Do not think your small company is in danger? Think again. Whether you realize it or not, your business has useful info and assets that likely aren’t protected at the moment. Your business likely has private customer info, exclusive business data or simply internal information that you would not wish to be exposed to wise guys or rivals. The loss of this info may have a devastating impact to your business. While business insurance is a very important part of your protection, it can’t protect clients from ID theft or your business from underhand staff or rivals.
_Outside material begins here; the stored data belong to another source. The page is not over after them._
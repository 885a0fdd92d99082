//! Purge command: drops old closed sessions and their app usage.

use std::io::Write;

use anyhow::{Result, bail};
use chrono::NaiveDate;

use tl_core::time::start_of_day;
use tl_core::{PinPrompt, PinPurpose};
use tl_db::Database;

/// Deletes every closed session that ended before `before` 00:00.
pub fn run<W: Write, P: PinPrompt>(
    writer: &mut W,
    db: &mut Database,
    prompt: &mut P,
    before: NaiveDate,
) -> Result<()> {
    if db.pin_configured()? {
        let pin = prompt.prompt_pin(PinPurpose::Shutdown).unwrap_or_default();
        if !db.verify_pin(&pin)? {
            tracing::warn!("purge rejected");
            bail!("incorrect PIN");
        }
    }

    let purged = db.purge_before(start_of_day(before))?;
    let noun = if purged == 1 { "session" } else { "sessions" };
    writeln!(writer, "Purged {purged} {noun} ended before {before}.")?;
    Ok(())
}

#[cfg(test)]
mod tests {
    use super::*;
    use crate::terminal::LinePrompt;
    use tl_core::parse_timestamp;

    fn day(value: &str) -> NaiveDate {
        NaiveDate::parse_from_str(value, "%Y-%m-%d").unwrap()
    }

    fn seeded() -> Database {
        let mut db = Database::open_in_memory().unwrap();
        for (start, end) in [
            ("2024-12-30T10:00:00", "2024-12-30T11:00:00"),
            ("2024-12-31T23:00:00", "2025-01-01T01:00:00"),
            ("2025-01-01T10:00:00", "2025-01-01T11:00:00"),
        ] {
            let id = db.create_session(parse_timestamp(start).unwrap()).unwrap();
            db.close_session(id, parse_timestamp(end).unwrap()).unwrap();
        }
        db
    }

    #[test]
    fn purges_without_pin_when_none_is_set() {
        let mut db = seeded();
        let mut output = Vec::new();
        let mut prompt = LinePrompt::new("".as_bytes());

        run(&mut output, &mut db, &mut prompt, day("2025-01-01")).unwrap();
        assert_eq!(
            String::from_utf8(output).unwrap(),
            "Purged 1 session ended before 2025-01-01.\n"
        );
        assert_eq!(db.list_sessions().unwrap().len(), 2);
    }

    #[test]
    fn purge_is_pin_gated() {
        let mut db = seeded();
        db.set_pin("1234").unwrap();

        let mut output = Vec::new();
        let mut wrong = LinePrompt::new("9999\n".as_bytes());
        assert!(run(&mut output, &mut db, &mut wrong, day("2025-01-02")).is_err());
        assert_eq!(db.list_sessions().unwrap().len(), 3);

        let mut right = LinePrompt::new("1234\n".as_bytes());
        run(&mut output, &mut db, &mut right, day("2025-01-02")).unwrap();
        assert!(db.list_sessions().unwrap().is_empty());
        assert_eq!(
            String::from_utf8(output).unwrap(),
            "Purged 3 sessions ended before 2025-01-02.\n"
        );
    }
}
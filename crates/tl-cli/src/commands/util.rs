//! Shared utilities for CLI commands.

use std::sync::LazyLock;

use anyhow::Context;
use chrono::{NaiveDate, NaiveDateTime};
use regex::Regex;

use tl_core::{Clock, SystemClock};

/// Pre-compiled regex for relative day parsing.
static RELATIVE_DAY_RE: LazyLock<Regex> =
    LazyLock::new(|| Regex::new(r"^(\d+)\s+days?\s+ago$").unwrap());

/// Conservative bound for relative day parsing (~1000 years).
const MAX_RELATIVE_DAYS: u64 = 1000 * 365;

/// Parse a day as either `YYYY-MM-DD` or a day relative to `today`.
///
/// Supports:
/// - ISO date: "2026-01-15"
/// - Relative: "today", "yesterday", "3 days ago"
pub fn parse_day(s: &str, today: NaiveDate) -> anyhow::Result<NaiveDate> {
    let s = s.trim();
    match s {
        "today" => return Ok(today),
        "yesterday" => return today.pred_opt().context("date out of range"),
        _ => {}
    }

    if let Ok(day) = NaiveDate::parse_from_str(s, "%Y-%m-%d") {
        return Ok(day);
    }

    let Some(caps) = RELATIVE_DAY_RE.captures(s) else {
        anyhow::bail!(
            "Invalid date: {s}. Use YYYY-MM-DD (e.g., 2026-01-15), 'today', 'yesterday' or 'N days ago'"
        );
    };

    let n: u64 = caps[1]
        .parse()
        .context("failed to parse number in relative date")?;
    if n > MAX_RELATIVE_DAYS {
        anyhow::bail!("Relative date value too large: {n} days");
    }

    today
        .checked_sub_days(chrono::Days::new(n))
        .context("date out of range")
}

/// Current local time at second precision.
pub fn now() -> NaiveDateTime {
    SystemClock.now()
}

/// Formats seconds as `HH:MM:SS`. Hours are not wrapped at 24.
pub fn format_hms(seconds: i64) -> String {
    let sign = if seconds < 0 { "-" } else { "" };
    let seconds = seconds.unsigned_abs();
    let hours = seconds / 3600;
    let minutes = (seconds % 3600) / 60;
    let secs = seconds % 60;
    format!("{sign}{hours:02}:{minutes:02}:{secs:02}")
}
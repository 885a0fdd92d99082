//! Persisted record types.

use std::fmt;

use chrono::NaiveDateTime;
use serde::{Deserialize, Serialize};

use crate::time::{TimestampError, parse_timestamp};

/// Ledger-assigned session identifier.
///
/// Identifiers are assigned monotonically by storage and never reused.
#[derive(Debug, Clone, Copy, PartialEq, Eq, Hash, PartialOrd, Ord, Serialize, Deserialize)]
#[serde(transparent)]
pub struct SessionId(i64);

impl SessionId {
    pub const fn new(id: i64) -> Self {
        Self(id)
    }

    pub const fn get(self) -> i64 {
        self.0
    }
}

impl fmt::Display for SessionId {
    fn fmt(&self, f: &mut fmt::Formatter<'_>) -> fmt::Result {
        write!(f, "{}", self.0)
    }
}

/// One contiguous interval of permitted use.
///
/// Timestamps are kept as stored so that malformed rows can still be listed;
/// use [`Session::start`] and [`Session::end`] to parse them.
#[derive(Debug, Clone, PartialEq, Eq, Serialize, Deserialize)]
pub struct Session {
    pub id: SessionId,
    pub start_ts: String,
    /// `None` while the session is open.
    pub end_ts: Option<String>,
    /// Cached length in seconds; `None` while open or when a timestamp was unparseable.
    pub duration_seconds: Option<i64>,
}

impl Session {
    pub const fn is_open(&self) -> bool {
        self.end_ts.is_none()
    }

    pub fn start(&self) -> Result<NaiveDateTime, TimestampError> {
        parse_timestamp(&self.start_ts)
    }

    /// Parsed end time, `Ok(None)` for the open session.
    pub fn end(&self) -> Result<Option<NaiveDateTime>, TimestampError> {
        self.end_ts.as_deref().map(parse_timestamp).transpose()
    }
}

/// Accumulated foreground time for one application within a session.
#[derive(Debug, Clone, PartialEq, Eq, Serialize, Deserialize)]
pub struct AppUsageRecord {
    pub id: i64,
    pub session_id: SessionId,
    pub app_name: String,
    /// Timestamp of the first sample in this run.
    pub started_at: String,
    pub duration_seconds: i64,
}

/// Per-application total for a calendar day.
#[derive(Debug, Clone, PartialEq, Eq, Serialize, Deserialize)]
pub struct AppUsageTotal {
    pub app_name: String,
    pub total_seconds: i64,
}

#[cfg(test)]
mod tests {
    use super::*;

    fn session(start: &str, end: Option<&str>) -> Session {
        Session {
            id: SessionId::new(1),
            start_ts: start.to_string(),
            end_ts: end.map(str::to_string),
            duration_seconds: None,
        }
    }

    #[test]
    fn open_session_has_no_end() {
        let open = session("2025-01-01T10:00:00", None);
        assert!(open.is_open());
        assert_eq!(open.end().unwrap(), None);
    }

    #[test]
    fn malformed_end_is_reported() {
        let broken = session("2025-01-01T10:00:00", Some("yesterday-ish"));
        assert!(!broken.is_open());
        assert!(broken.end().is_err());
        assert!(broken.start().is_ok());
    }

    #[test]
    fn session_id_serializes_as_integer() {
        let json = serde_json::to_string(&SessionId::new(42)).unwrap();
        assert_eq!(json, "42");
    }
}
Irrespective of how big or little, your business wants to have a security and recovery plan in place that decrees what hazards you have, helps defend against those risks and sets plans in place to deal with the most likely kinds of losses you will experience.
Your intention should also glance at the both the ‘physical’ and the ‘virtual’ facets of your business. What if your business info was mislaid? Have you got purchaser files or records, tax invoices, bank records, business plans, client work products? Next, consider the physical facets of your business that could be exposed. Have you got unique office apparatus, inventory, PCs or trade categorical tools? Ultimately, look at how you do business. Do you depend on technology, the Net or workers with unique abilities? Does your enterprise model rely on repeatable processes which are unique to your business? Now, consider what would happen to your business if these parts of your business were lost, devastated or nicked. Could you continue operating if you lost your customer files? Could you be sued by buyers if their private info was exposed? Could you be the target of negative PR? Could your competition benefit if they got access to the data? What if you lost e-mail access for a day? What if that key worker all of a sudden left for another job? What if your work space caught on fire or was flooded? Your security and recovery plan should implemented the protects and policies and procedures to stop a few of these hazards and the potentiality to adversely impact your business. Have you got backups of any critical files? Have you got passwords, account numbers and other ‘keys’ soundly guarded? Do your PCs have pathogen and firewall protection and is it recent? Have you got web and e-mail use policies in place to guard your people form aggravation charges? What about remote staff or employees who ‘take work home?’ In the current day’s highly mobile environment imperative business info can now be simply accessed outside of your physical controls? Do your people understand how to protect computers, cell telephones, memory sticks or perhaps print outs of business info after they leave your workspace? What if a laptop computer is taken from a worker’s automobile or home or hotel room? Have you got a backup of the information that was on the portable computer? What if your people are accessing your info from a coffee bar Wi-Fi? How does one know if your customers and business are shielded? Ultimately, your security and recovery plan should think about how you would handle the likeliest losses.
For example, if the PC that holds all of your sales info crashes, you need to possibly have a scheme to right away revive that info from a backup.
Where is the backup tape or disk kept? Who has got access to it and most critically, who knows the right way to revive a backup? If you office is flooded, how speedily are you able to switch? Can some workers telecommute or other remote locations momentarily? If customer info is thieved, have you got a technique to contact them? Most home entrepreneurs likely have taken first steps like buying insurance and putting locks on the front door. Bothering now to at least put together an ad hoc plan will go a good way in the eventuality of a genuine catastrophe or other loss. Even the Small Business Administration recommends for owner to get insurance in some form or another rather than going with an ad hoc plan and hoping for the best.